You do it by writing much like what you did, but in the proper order, and using proper syntax. For example, using symbolic tools, we might do this:
syms w
x1=(w-0.641)/(1-0.641*w);
x2=(w+0.641)/(1+0.641*w);
x3=w;
x4=w;
LEARN TO USE SEMICOLONS! As well, LEARN TO USE PARENS PROPERLY. Functions use (), NOT []. Just because you think an expression is easier to read if you use [] in some places, that does not make MATLAB understand your syntax. {} and () do different things.
C = cosh(acosh(x1)+acosh(x2)+acosh(x3)+acosh(x4))
fplot(C)
If you wanted to write this purely using function handles, it is as easy.

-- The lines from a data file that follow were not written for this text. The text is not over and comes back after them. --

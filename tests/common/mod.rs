#![allow(dead_code)]

use axum::body::Body;
use axum::http::Request;
use axum::response::Response;
use axum::Router;
use http_body_util::BodyExt;
use lostfound::clock::{Clock, SystemClock};
use lostfound::store::EntryStore;
use sqlx::sqlite::{SqliteConnectOptions, SqlitePoolOptions};
use std::str::FromStr;
use std::sync::Arc;

pub struct TestApp {
    pub router: Router,
    pub store: EntryStore,
}

impl TestApp {
    pub async fn new() -> Self {
        Self::with_clock(Arc::new(SystemClock)).await
    }

    pub async fn with_clock(clock: Arc<dyn Clock>) -> Self {
        let options = SqliteConnectOptions::from_str("sqlite::memory:")
            .unwrap()
            .create_if_missing(true);

        let pool = SqlitePoolOptions::new()
            .max_connections(1)
            .connect_with(options)
            .await
            .expect("Failed to create in-memory SQLite pool");

        sqlx::migrate!("./migrations")
            .run(&pool)
            .await
            .expect("Failed to run migrations");

        let store = EntryStore::with_clock(pool, clock);
        let router = lostfound::build_app(store.clone());

        Self { router, store }
    }

    /// Send a request through the app and return the response.
    pub async fn request(&self, req: Request<Body>) -> Response {
        tower::ServiceExt::oneshot(self.router.clone(), req)
            .await
            .unwrap()
    }

    pub async fn get(&self, uri: &str) -> Response {
        let req = Request::builder().uri(uri).body(Body::empty()).unwrap();
        self.request(req).await
    }

    /// Send a POST form request with a raw urlencoded body.
    pub async fn post_form(&self, uri: &str, body: &str) -> Response {
        let req = Request::builder()
            .uri(uri)
            .method("POST")
            .header("content-type", "application/x-www-form-urlencoded")
            .body(Body::from(body.to_string()))
            .unwrap();
        self.request(req).await
    }

    /// Submit the entry form on `/`.
    pub async fn submit(&self, content: &str, feeling: &str) -> Response {
        let body = format!(
            "content={}&feeling={}",
            urlencode(content),
            urlencode(feeling)
        );
        self.post_form("/", &body).await
    }

    pub async fn entry_count(&self) -> usize {
        self.store.list_all().await.unwrap().len()
    }
}

fn urlencode(value: &str) -> String {
    url::form_urlencoded::byte_serialize(value.as_bytes()).collect()
}

/// Read the full response body as a String.
pub async fn body_string(resp: Response) -> String {
    let bytes = resp.into_body().collect().await.unwrap().to_bytes();
    String::from_utf8(bytes.to_vec()).unwrap()
}

/// Assert that a response is a redirect to the given location.
pub fn assert_redirect(resp: &Response, expected_location: &str) {
    assert!(
        resp.status().is_redirection(),
        "Expected redirect, got {}",
        resp.status()
    );
    let location = resp
        .headers()
        .get("location")
        .expect("Redirect should have location header")
        .to_str()
        .unwrap();
    assert_eq!(location, expected_location);
}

x1 = @(w) (w-0.641)./(1-0.641*w);
x2 = @(w) (w+0.641)./(1+0.641*w);
x3 = @(w) w;
x4 = @(w) w;
As you can see here, I used ./ to denote a division, so this will work for vectorized computations.
Cfun = @(w) cosh(acosh(x1(w))+acosh(x2(w))+acosh(x3(w))+acosh(x4(w)))
And now we can evaluate the function handle in Cfun as:
Cfun([0:0.25:1]')
Be careful, as for large magnitude inputs, it seems there is a small imaginary part that seems to arise when the computations are performed in double precision.